Diagnosed Combined ADHD, Dyspraxia & Sensory Processing Disorder

 

Greg was only diagnosed with Severe Combined ADHD when he was 39 and hadn’t even heard of the condition until his late 20’s.  It was only after reading a newspaper article about Ozzy Osbourne and his struggles with ADHD that Greg identified with so many of the traits Ozzy had.

Throughout his education Greg always felt something “wasn’t quite right”.  He always felt different and didn’t understand why he couldn’t mix with people the way his friends did. This feeling of isolation carried on into his very chequered university years.

Greg first attended Loughborough University, albeit reluctantly as he was hoping he hadn’t achieved the grades!  He lasted one term as the isolation and inability to socialise proved too much to handle. After taking the rest of the year out Greg decided he was ready to try again and went to Warwick University to study Philosophy.
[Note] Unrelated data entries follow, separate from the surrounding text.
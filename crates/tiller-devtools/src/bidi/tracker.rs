//! Listener forwarding mapper payloads to an external consumer.

use serde_json::Value;

use super::BIDI_RESPONSE_BINDING;
use crate::client::{ClientHandle, DevToolsConnection};
use crate::codec::BINDING_CALLED_METHOD;
use crate::error::DevToolsError;
use crate::listener::DevToolsListener;

/// Sink a [`BidiTracker`] delivers decoded payloads into.
pub type BidiPayloadSink = Box<dyn Fn(&Value) -> Result<(), DevToolsError>>;

/// Watches `Runtime.bindingCalled` events and hands every payload of the
/// response binding to a session-supplied sink. Events carrying any other
/// binding name are ignored entirely.
pub struct BidiTracker {
    sink: BidiPayloadSink,
}

impl BidiTracker {
    /// Builds a tracker delivering into `sink`.
    #[must_use]
    pub fn new(sink: BidiPayloadSink) -> Self {
        Self { sink }
    }
}

impl DevToolsListener for BidiTracker {
    fn listens_to_connections(&self) -> bool {
        false
    }

    fn on_event(
        &self,
        _connection: &mut DevToolsConnection,
        _client: ClientHandle,
        method: &str,
        params: &Value,
    ) -> Result<(), DevToolsError> {
        if method != BINDING_CALLED_METHOD {
            return Ok(());
        }
        let Some(name) = params.get("name").and_then(Value::as_str) else {
            return Err(DevToolsError::unknown("Runtime.bindingCalled missing 'name'"));
        };
        if name != BIDI_RESPONSE_BINDING {
            return Ok(());
        }
        let Some(payload) = params.get("payload") else {
            return Err(DevToolsError::unknown(
                "Runtime.bindingCalled missing 'payload'",
            ));
        };
        // The codec replaces the serialized payload with its decoded form
        // for channel-suffixed traffic; decode here only when it did not.
        let decoded = match payload {
            Value::String(text) => serde_json::from_str(text)
                .map_err(|_| DevToolsError::unknown("unable to deserialize the BiDi payload"))?,
            other => other.clone(),
        };
        (self.sink)(&decoded)
    }
}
It was here that he really struggled and noticed more markedly that he wasn’t capable of studying the same way as other students.  He couldn’t concentrate in lectures and found it impossible to listen and take notes, or to speak up in seminar groups for fear of saying something wrong and embarrassing himself. That year in Warwick ended as a result of ‘academic differences’ between him and one of his tutors!

His third and final attempt was in Birmingham, where he encountered the same problems but he studied independently in his own way and eventually graduated with a degree in English Literature. Again he had issues with senior tutors and was regularly pulled up and threatened with expulsion over his lack of attendance.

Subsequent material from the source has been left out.